Williamson shares the prize with Elinor Ostrom, a professor of political science and public and environmental affairs at Indiana University. Both were recognized for their analyses of economic governance, his in “the boundaries of the firm,” hers in “the commons.” Ostrom is the first woman to win the economics prize.
Elizabeth Blackburn, then a Berkeley professor, challenged her Ph.D. student Carol Greider in the 1980s with some research that clearly wasn’t easy. It turned out to be breakthrough stuff in molecular biology, but neither suspected at the time that it, with work in a couple of intervening decades, would bring them both the Nobel Prize in Physiology or Medicine — as it did, as they each found out October 5 in the traditional way, with an early-morning phone call from Stockholm.

Top Left: Carol Greider Ph.D. ’87 made her Nobel-winning discovery of Telomerase as a grad student at Berkeley, working with Elizabeth Blackburn. She’s now a professor at the Johns Hopkins University School of Medicine. Top Right: Elizabeth Blackburn in her lab at UCSF (Photo: Elisabeth Fall / fallfoto.com)
Molecular biologist Greider, whose graduate student days here ended with her 1987 Ph.D., is now a professor at Johns Hopkins University. An early riser, she was folding her laundry around 5 a.m. when The Call came to her home in suburban Baltimore, Maryland. On the opposite coast, Blackburn, a faculty member at UCSF since she left Berkeley in 1990, was asleep, it being two in the morning in San Francisco. She didn’t mind being awakened.

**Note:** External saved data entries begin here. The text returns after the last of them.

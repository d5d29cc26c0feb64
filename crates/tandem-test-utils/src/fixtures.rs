//! Reusable plugin test fixtures.
//!
//! - [`RecordingProducer`] / [`RecordingConsumer`]: append every hook call
//!   to a shared [`CallLog`].
//! - [`FailingProducer`]: fails deterministically after N steps.
//! - [`ConstructorCounter`]: counts how often a wrapped constructor ran.
//! - [`RecordingKind`] / [`ComputeOnlyKind`]: plugin kinds built from the
//!   recording halves.

use std::path::Path;
use std::sync::atomic::{AtomicUsize, Ordering};
use std::sync::{Arc, Mutex};

use tandem_core::PluginError;
use tandem_plugin::{
    PluginArgs, PluginKind, PostprocessContext, PostprocessPlugin, SetupContext,
    SimulationContext, SimulationPlugin,
};

/// Shared, ordered log of hook calls, formatted `"<name>:<hook>"` with the
/// step appended for step hooks (`"stats:step:2"`).
#[derive(Clone, Debug, Default)]
pub struct CallLog(Arc<Mutex<Vec<String>>>);

impl CallLog {
    pub fn new() -> Self {
        Self::default()
    }

    pub fn push(&self, entry: String) {
        self.0.lock().unwrap().push(entry);
    }

    /// Snapshot of all entries so far.
    pub fn entries(&self) -> Vec<String> {
        self.0.lock().unwrap().clone()
    }

    /// Entries whose hook is `hook`, e.g. `"step"`.
    pub fn hooks(&self, hook: &str) -> Vec<String> {
        self.entries()
            .into_iter()
            .filter(|e| e.split(':').nth(1) == Some(hook))
            .collect()
    }

    pub fn clear(&self) {
        self.0.lock().unwrap().clear();
    }
}

/// Producer half that records its hooks and optionally sends the step
/// number to its consumer.
pub struct RecordingProducer {
    pub name: String,
    pub log: CallLog,
    pub needs_postprocess: bool,
    pub send: bool,
}

impl RecordingProducer {
    pub fn new(name: impl Into<String>, log: CallLog) -> Self {
        Self {
            name: name.into(),
            log,
            needs_postprocess: true,
            send: false,
        }
    }

    /// Mark as a producer with no consumer half.
    pub fn compute_only(mut self) -> Self {
        self.needs_postprocess = false;
        self
    }

    /// Send the step index as an 8-byte payload on every step.
    pub fn sending(mut self) -> Self {
        self.send = true;
        self
    }
}

impl SimulationPlugin for RecordingProducer {
    fn name(&self) -> &str {
        &self.name
    }

    fn needs_postprocess(&self) -> bool {
        self.needs_postprocess
    }

    fn setup(&mut self, ctx: &SetupContext) -> Result<(), PluginError> {
        self.log.push(format!("{}:setup:{}", self.name, ctx.tag()));
        Ok(())
    }

    fn step(&mut self, ctx: &mut SimulationContext<'_>) -> Result<(), PluginError> {
        self.log.push(format!("{}:step:{}", self.name, ctx.step()));
        if self.send {
            ctx.send(ctx.step().0.to_le_bytes().to_vec())?;
        }
        Ok(())
    }

    fn checkpoint(&mut self, _folder: &Path, id: u64) -> Result<(), PluginError> {
        self.log.push(format!("{}:checkpoint:{id}", self.name));
        Ok(())
    }

    fn finalize(&mut self) -> Result<(), PluginError> {
        self.log.push(format!("{}:finalize", self.name));
        Ok(())
    }
}

/// Consumer half that records its hooks and optionally receives the
/// producer's step payload, checking it matches the current step.
pub struct RecordingConsumer {
    pub name: String,
    pub log: CallLog,
    pub receive: bool,
}

impl RecordingConsumer {
    pub fn new(name: impl Into<String>, log: CallLog) -> Self {
        Self {
            name: name.into(),
            log,
            receive: false,
        }
    }

    /// Receive one frame per step.
    pub fn receiving(mut self) -> Self {
        self.receive = true;
        self
    }
}

impl PostprocessPlugin for RecordingConsumer {
    fn name(&self) -> &str {
        &self.name
    }

    fn setup(&mut self, ctx: &SetupContext) -> Result<(), PluginError> {
        self.log.push(format!("{}:setup:{}", self.name, ctx.tag()));
        Ok(())
    }

    fn step(&mut self, ctx: &mut PostprocessContext<'_>) -> Result<(), PluginError> {
        if self.receive {
            let payload = ctx.receive_current()?;
            let bytes: [u8; 8] = payload.as_slice().try_into().map_err(|_| {
                PluginError::ExecutionFailed {
                    reason: format!("expected 8 bytes, got {}", payload.len()),
                }
            })?;
            self.log.push(format!(
                "{}:received:{}",
                self.name,
                u64::from_le_bytes(bytes)
            ));
        }
        self.log.push(format!("{}:step:{}", self.name, ctx.step()));
        Ok(())
    }

    fn checkpoint(&mut self, _folder: &Path, id: u64) -> Result<(), PluginError> {
        self.log.push(format!("{}:checkpoint:{id}", self.name));
        Ok(())
    }

    fn finalize(&mut self) -> Result<(), PluginError> {
        self.log.push(format!("{}:finalize", self.name));
        Ok(())
    }
}

/// Fails deterministically after a configurable number of successful
/// steps. Can also be set to fail in `finalize`.
pub struct FailingProducer {
    pub name: String,
    pub succeed_count: usize,
    pub fail_finalize: bool,
    call_count: AtomicUsize,
}

impl FailingProducer {
    /// Create a producer that succeeds `succeed_count` times then fails.
    pub fn new(name: impl Into<String>, succeed_count: usize) -> Self {
        Self {
            name: name.into(),
            succeed_count,
            fail_finalize: false,
            call_count: AtomicUsize::new(0),
        }
    }

    /// Also fail in `finalize`.
    pub fn failing_finalize(mut self) -> Self {
        self.fail_finalize = true;
        self
    }

    /// How many times `step()` has been called.
    pub fn calls(&self) -> usize {
        self.call_count.load(Ordering::Relaxed)
    }
}

impl SimulationPlugin for FailingProducer {
    fn name(&self) -> &str {
        &self.name
    }

    fn step(&mut self, _ctx: &mut SimulationContext<'_>) -> Result<(), PluginError> {
        let n = self.call_count.fetch_add(1, Ordering::Relaxed);
        if n >= self.succeed_count {
            return Err(PluginError::ExecutionFailed {
                reason: format!(
                    "deliberate failure after {} successful calls",
                    self.succeed_count
                ),
            });
        }
        Ok(())
    }

    fn finalize(&mut self) -> Result<(), PluginError> {
        if self.fail_finalize {
            return Err(PluginError::ExecutionFailed {
                reason: "deliberate finalize failure".into(),
            });
        }
        Ok(())
    }
}

/// Counts invocations of constructors wrapped with [`wrap`](Self::wrap).
#[derive(Clone, Debug, Default)]
pub struct ConstructorCounter(Arc<AtomicUsize>);

impl ConstructorCounter {
    pub fn new() -> Self {
        Self::default()
    }

    /// Wrap `ctor` so every call bumps the counter.
    pub fn wrap<A, T>(
        &self,
        ctor: impl Fn(A) -> T + Send + Sync + 'static,
    ) -> impl Fn(A) -> T + Send + Sync + 'static {
        let count = Arc::clone(&self.0);
        move |args| {
            count.fetch_add(1, Ordering::SeqCst);
            ctor(args)
        }
    }

    pub fn calls(&self) -> usize {
        self.0.load(Ordering::SeqCst)
    }
}

/// Plugin kind whose halves are [`RecordingProducer`] and
/// [`RecordingConsumer`], both sharing the log passed as arguments.
pub struct RecordingKind;

impl PluginKind for RecordingKind {
    const KIND: &'static str = "recording";
    type Args = CallLog;

    fn parse_args(_args: &PluginArgs) -> Result<CallLog, PluginError> {
        Ok(CallLog::new())
    }

    fn producer(
        name: &str,
        log: &CallLog,
    ) -> Result<Option<Box<dyn SimulationPlugin>>, PluginError> {
        Ok(Some(Box::new(RecordingProducer::new(name, log.clone()))))
    }

    fn consumer(
        name: &str,
        log: &CallLog,
    ) -> Result<Option<Box<dyn PostprocessPlugin>>, PluginError> {
        Ok(Some(Box::new(RecordingConsumer::new(name, log.clone()))))
    }
}

/// Plugin kind with a compute-only producer and no consumer.
pub struct ComputeOnlyKind;

impl PluginKind for ComputeOnlyKind {
    const KIND: &'static str = "compute_only";
    type Args = CallLog;

    fn parse_args(_args: &PluginArgs) -> Result<CallLog, PluginError> {
        Ok(CallLog::new())
    }

    fn producer(
        name: &str,
        log: &CallLog,
    ) -> Result<Option<Box<dyn SimulationPlugin>>, PluginError> {
        Ok(Some(Box::new(
            RecordingProducer::new(name, log.clone()).compute_only(),
        )))
    }

    fn consumer(
        _name: &str,
        _log: &CallLog,
    ) -> Result<Option<Box<dyn PostprocessPlugin>>, PluginError> {
        Ok(None)
    }
}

The Nobel news brought glee to the medical and academic community at UCSF (which, coincidentally, is headed by another Berkeley grad alumna, Chancellor Susan Desmond-Hellmann, M.P.H. ’88), where Blackburn.teaches and does research in biology and physiology. In another hospital setting, at Harvard Medical School in Boston, a similar celebration was taking place for the other leg of the Nobel, geneticist Jack Szostak, who was vital to the research that won the Prize (but happened to lack any major Berkeley connection).
Their combined award-winning work dates back to the 1970s and ‘80s, and migrated with them to other parts of the country, mainly in the East. But what kicked it all into high gear happened at Berkeley when Blackburn, already established as a broundbreaking chromosome researcher, turned Greider loose on a highly adaptable one-celled freshwater-pond-dwelling critter called Tetrahymena. This particular protozoan has a distinct statistical advantage when you’re studying chromosomes; it has around 40,000 of them, compared to the human supply of 23 pairs. Blackburn had established, with Jack Szostak, that the ends of chromosomes are protected — think of shoelace tips, Blackburn says — by repeated DNA sequences. They and others believed that an enzyme of some kind was involved in adding that protection.
So, in April 1984, soon after joining the Blackburn lab, first-year grad student Carol Greider went enzyme-hunting. This was no piece-of-cake assignment. “If you were easily intimidated, you wouldn't take on that kind of project,” Blackburn has said. “We had to be both rigorous and enterprising, and those are exactly the characteristics that Carol has. The combination is a great strength.”
Many 12-hour days later, monitoring her project even on holidays, Greider hit paydirt on Christmas Day, 1984: biochemical evidence of the hypothesized enzyme that keeps telomeres from wearing down. She went home and danced at length (to Bruce Springsteen’s “Born in the USA”). The researchers dubbed the enzyme Telomerase.
The chromosome tips are called, in the language of cell biology, telomeres. The enzyme Greider found creates and rebuilds those ends, those telomeres. Telomeres take a beating during cell division — reproduction — but they keep the chromosomes intact, and are then replenished, thanks to that enzyme. The way the process works has implications for understanding aging and longevity, and diseases, particularly cancer, and has become a focal point of the biotechnology industry. Biochemical therapy for some diseases had become a real possibility.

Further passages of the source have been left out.